More than a thousand people in Nashville on Friday protested the U.S. Supreme Court ruling in Dobbs v. Jackson. (Photo: John Partipilo)
Following Friday’s U.S. Supreme Court reversal of Roe v. Wade, several companies announced their support for reproductive rights by offering to cover abortion expenses for employees.
Tennessee’s abortion “trigger ban” law will take effect in mid-August. creating a near-total ban on abortions within state borders. Tennessee is one of 13 states that have abortion trigger laws.
Companies offering to cover abortion and reproductive-related expenses, including travel to other states, inclue Starbucks, DoorDash, Airbnb, Dicks’s Sporting Goods, among other businesses with national profiles.
“Airbnb’s U.S. healthcare coverage supports reproductive rights, and we have taken steps to ensure that our employees have the resources they need to make choices about their reproductive care, as we committed to last fall,” said Liz DeBold Fusco, spokesperson for the company, noting that more than 55% of Airbnb hosts are women.
“It’s paramount that all DoorDash employees and their dependents covered on our health plans have equitable, timely access to safe healthcare. This is one of our guiding principles as an employer,” said Abby Homer, spokesperson for DoorDash.
A spokesperson for Ford Motor Co., which will bring thousands of workers to Tennessee in conjunction with the automotive company’s Blue Oval City manufacturing campus in West Tennessee, said abortion services in various forms are included in health care plans offered to employees.
“We believe that medical decisions are best left to individuals and their medical providers, not their employers,” said Catherine Hargett.
Salaried employees with Ford can use also their health savings accounts to reimburse themselves for transportation related to abortion care.
Ford has not been hesitant to weigh in on medical and political issues in Tennessee since making the decision to site its massive new facility in West Tennessee, first cautioning lawmakers during an October 2021 special session about prohibiting private companies from requiring employees to wear masks to prevent the spread of COVID. In March, Ford officials reached out to Tennessee leaders about a plan by Tennessee Comptroller Jason Mumpower to financially take over the predominantly-Black town of Mason, just miles from the Blue Oval site.
Other companies have yet to make a decision.
Vanderbilt University established a task force in early June following a Supreme Court leak that will focus on the impact of a statewide abortion ban in Tennessee, including clinical care, student and employee health and educational instruction.

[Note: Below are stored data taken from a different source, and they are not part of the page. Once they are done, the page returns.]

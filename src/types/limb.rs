//! Limb identifiers and fixed per-limb storage

use serde::{Deserialize, Serialize};
use std::ops::{Index, IndexMut};
use std::str::FromStr;

use crate::types::InputReason;

/// A tracked limb
#[derive(Debug, Clone, Copy, PartialEq, Eq, Hash, Serialize, Deserialize)]
#[serde(rename_all = "SCREAMING_SNAKE_CASE")]
pub enum Limb {
    Left,
    Right,
}

impl Limb {
    /// Every limb, in display order
    pub const ALL: [Limb; 2] = [Limb::Left, Limb::Right];
}

impl std::fmt::Display for Limb {
    fn fmt(&self, f: &mut std::fmt::Formatter<'_>) -> std::fmt::Result {
        let name = match self {
            Limb::Left => "LEFT",
            Limb::Right => "RIGHT",
        };
        f.pad(name)
    }
}

impl FromStr for Limb {
    type Err = InputReason;

    fn from_str(s: &str) -> Result<Self, Self::Err> {
        match s.trim().to_ascii_uppercase().as_str() {
            "L" | "LEFT" => Ok(Limb::Left),
            "R" | "RIGHT" => Ok(Limb::Right),
            _ => Err(InputReason::R502_INPUT_UNKNOWN_LIMB),
        }
    }
}

/// One value per limb, indexed by [`Limb`]
#[derive(Debug, Clone, Copy, Default, PartialEq, Serialize, Deserialize)]
pub struct PerLimb<T> {
    pub left: T,
    pub right: T,
}

impl<T> PerLimb<T> {
    pub fn new(left: T, right: T) -> Self {
        Self { left, right }
    }

    /// Build both slots from the same constructor
    pub fn from_fn(mut f: impl FnMut(Limb) -> T) -> Self {
        Self {
            left: f(Limb::Left),
            right: f(Limb::Right),
        }
    }

    /// Iterate `(limb, value)` pairs
    pub fn iter(&self) -> impl Iterator<Item = (Limb, &T)> {
        [(Limb::Left, &self.left), (Limb::Right, &self.right)].into_iter()
    }
}

impl<T: Clone> PerLimb<T> {
    /// Same value for both limbs
    pub fn splat(value: T) -> Self {
        Self {
            left: value.clone(),
            right: value,
        }
    }
}

impl<T> Index<Limb> for PerLimb<T> {
    type Output = T;

    fn index(&self, limb: Limb) -> &T {
        match limb {
            Limb::Left => &self.left,
            Limb::Right => &self.right,
        }
    }
}

impl<T> IndexMut<Limb> for PerLimb<T> {
    fn index_mut(&mut self, limb: Limb) -> &mut T {
        match limb {
            Limb::Left => &mut self.left,
            Limb::Right => &mut self.right,
        }
    }
}

// =============================================================================
// TESTS
// =============================================================================

#[cfg(test)]
mod tests {
    use super::*;

    #[test]
    fn test_limb_parsing_accepts_short_and_long_forms() {
        assert_eq!("l".parse::<Limb>(), Ok(Limb::Left));
        assert_eq!("Left".parse::<Limb>(), Ok(Limb::Left));
        assert_eq!(" R ".parse::<Limb>(), Ok(Limb::Right));
        assert_eq!("RIGHT".parse::<Limb>(), Ok(Limb::Right));
        assert_eq!("knee".parse::<Limb>(), Err(InputReason::R502_INPUT_UNKNOWN_LIMB));
    }

    #[test]
    fn test_per_limb_indexing_is_independent() {
        let mut counts = PerLimb::splat(0u32);
        counts[Limb::Right] += 3;
        assert_eq!(counts[Limb::Left], 0);
        assert_eq!(counts[Limb::Right], 3);
    }

    #[test]
    fn test_per_limb_iter_order() {
        let names = PerLimb::from_fn(|limb| limb.to_string());
        let order: Vec<Limb> = names.iter().map(|(limb, _)| limb).collect();
        assert_eq!(order, Limb::ALL.to_vec());
        assert_eq!(names.right, "RIGHT");
    }
}
//! Transition confirmer: debounces the classifier before a stage is committed
//!
//! A target different from the committed stage must be seen as the same
//! candidate for at least the hold time, and the limb must have settled
//! (velocity below the settle threshold), before the change is applied.
//! A different candidate restarts the hold window.

use crate::types::ArmStage;
use crate::{SETTLED_VELOCITY, STATE_HOLD_TIME_SECS};

/// Candidate stage under observation
#[derive(Debug, Clone, Copy, PartialEq)]
pub struct PendingTransition {
    pub stage: ArmStage,
    /// When the candidate was first seen (seconds)
    pub since: f64,
}

/// Result of feeding one classification into the confirmer
#[derive(Debug, Clone, Copy, PartialEq)]
pub enum Confirmation {
    /// Target equals the committed stage; any candidate was dropped
    Held,
    /// Same candidate, hold time not reached
    Accumulating { elapsed: f64 },
    /// Hold time reached but velocity too high
    AwaitingSettle { elapsed: f64 },
    /// New candidate, window started now
    Restarted,
    /// Commit the candidate
    Commit(ArmStage),
}

/// Per-limb debounce state
#[derive(Debug, Clone)]
pub struct TransitionConfirmer {
    pending: Option<PendingTransition>,
    hold_time: f64,
    settled_velocity: f64,
}

impl Default for TransitionConfirmer {
    fn default() -> Self {
        Self::new(STATE_HOLD_TIME_SECS, SETTLED_VELOCITY)
    }
}

impl TransitionConfirmer {
    pub fn new(hold_time: f64, settled_velocity: f64) -> Self {
        Self {
            pending: None,
            hold_time,
            settled_velocity,
        }
    }

    /// Evaluate `target` against the committed `current` stage
    pub fn evaluate(&mut self, current: ArmStage, target: ArmStage, velocity: f64, now: f64) -> Confirmation {
        if target == current {
            self.pending = None;
            return Confirmation::Held;
        }

        match self.pending {
            Some(pending) if pending.stage == target => {
                let elapsed = now - pending.since;
                // Comparisons with NaN are false: a NaN elapsed or velocity cannot commit
                let held = elapsed >= self.hold_time;
                if held && velocity < self.settled_velocity {
                    self.pending = None;
                    Confirmation::Commit(target)
                } else if held {
                    Confirmation::AwaitingSettle { elapsed }
                } else {
                    Confirmation::Accumulating { elapsed }
                }
            }
            _ => {
                self.pending = Some(PendingTransition {
                    stage: target,
                    since: now,
                });
                Confirmation::Restarted
            }
        }
    }

    pub fn pending(&self) -> Option<PendingTransition> {
        self.pending
    }

    /// Drop any candidate (limb reset)
    pub fn cancel(&mut self) {
        self.pending = None;
    }
}

// =============================================================================
// TESTS
// =============================================================================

Based on the task force findings, the university will take measures to address the abortion ban.
“We recognize the decision will have a broad impact on members of the university community—with practical and policy implications that will affect the provision of medical care, medical training and research, as well as the ways we conceptualize and protect women’s rights, freedom and opportunities. We have charged the task force with anticipating and mitigating potential negative consequences for our students, faculty and staff,” said Cybele Raver, provost and vice chancellor for academic affairs, in a press release.
A Nissan staffer hung up on a Lookout reporter asking about the company’s policy. Later, a spokesman for the auto manufacturer, which operates a plant in Smyrna, said no decisions have been made about the new law.
Dollar General, whose headquarters are located in Goodlettsville, did not respond to inquiries for comment.